# Ethernet/USB adaptor



## jibe (Sep 2, 2010)

Hi,

I need to use this Ethernet-USB adaptor.

I followed this topic to compile the required driver. It seems to work fine, but I still have two small problems (I'm new to (Free)BSD !) :

- The kernel module loads correctly with the kldload command, but is no more running after a reboot. What is the way to have it loading automatically on boot ?

- In order to have the adaptor detected, I have to unplug and replug it... Is there a way so that it's detected if present, without unplug/replug ?

Thks.


----------



## jibe (Sep 2, 2010)

I forgot the urls... (and find no way to edit my post !)

The adaptator is this one
The topic I followed to compile the driver


----------



## SirDice (Sep 2, 2010)

jibe said:
			
		

> - The kernel module loads correctly with the kldload command, but is no more running after a reboot.

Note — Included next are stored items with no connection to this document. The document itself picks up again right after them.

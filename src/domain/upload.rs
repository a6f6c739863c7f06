use chrono::{DateTime, Utc};
use serde::{Deserialize, Serialize};
use std::fmt;
use uuid::Uuid;

use super::summary::Summary;

/// Identity an upload and its history are scoped to.
#[derive(Debug, Clone, PartialEq, Eq, Hash, PartialOrd, Ord, Serialize, Deserialize)]
#[serde(transparent)]
pub struct OwnerId(String);

impl OwnerId {
    pub fn new(id: impl Into<String>) -> Self {
        Self(id.into())
    }

    pub fn as_str(&self) -> &str {
        &self.0
    }
}

impl fmt::Display for OwnerId {
    fn fmt(&self, f: &mut fmt::Formatter<'_>) -> fmt::Result {
        f.write_str(&self.0)
    }
}

impl From<&str> for OwnerId {
    fn from(value: &str) -> Self {
        Self::new(value)
    }
}

/// Opaque handle to a raw file held by a blob store.
#[derive(Debug, Clone, PartialEq, Eq, Hash, Serialize, Deserialize)]
#[serde(transparent)]
pub struct BlobRef(String);

impl BlobRef {
    pub fn new(reference: impl Into<String>) -> Self {
        Self(reference.into())
    }

    pub fn as_str(&self) -> &str {
        &self.0
    }
}

impl fmt::Display for BlobRef {
    fn fmt(&self, f: &mut fmt::Formatter<'_>) -> fmt::Result {
        f.write_str(&self.0)
    }
}

/// One retained upload: raw file reference plus the summary computed at
/// admission time. Never modified after creation.
#[derive(Debug, Clone, PartialEq, Serialize, Deserialize)]
pub struct UploadRecord {
    pub id: Uuid,
    pub owner: OwnerId,
    pub file_reference: BlobRef,
    /// Filename supplied by the uploader, used in reports
    pub dataset_filename: String,
    pub uploaded_at: DateTime<Utc>,
    pub summary: Summary,
}

impl UploadRecord {
    pub fn entry(&self) -> HistoryEntry {
        HistoryEntry {
            id: self.id,
            file_reference: self.file_reference.clone(),
            uploaded_at: self.uploaded_at,
        }
    }
}

/// History listing item. Deliberately carries no summary.
#[derive(Debug, Clone, PartialEq, Eq, Serialize, Deserialize)]
pub struct HistoryEntry {
    pub id: Uuid,
    pub file_reference: BlobRef,
    pub uploaded_at: DateTime<Utc>,
}

#[cfg(test)]
mod tests {
    use super::*;

    #[test]
    fn test_history_entry_json_has_no_summary() {
        let record = UploadRecord {
            id: Uuid::new_v4(),
            owner: OwnerId::from("alice"),
            file_reference: BlobRef::new("datasets/alice/x.csv"),
            dataset_filename: "x.csv".to_string(),
            uploaded_at: Utc::now(),
            summary: Summary::empty(),
        };

        let value = serde_json::to_value(record.entry()).unwrap();
        let keys: Vec<&String> = value.as_object().unwrap().keys().collect();
        assert_eq!(keys.len(), 3);
        assert_eq!(value["file_reference"], "datasets/alice/x.csv");
        assert!(value.get("summary").is_none());
    }
}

What is the way to have it loading automatically on boot ?


Add it to /boot/loader.conf (file is empty by default). Something like:

```
modulename_load="YES"
```
Obviously change the *modulename* to the name of your module.



> - In order to have the adaptor detected, I have to unplug and replug it... Is there a way so that it's detected if present, without unplug/replug ?


The kernel module needs to be loaded before the adaptor is inserted (more specifically, before it's detected). Adding it to loader.conf will make sure it's loaded when the kernel starts.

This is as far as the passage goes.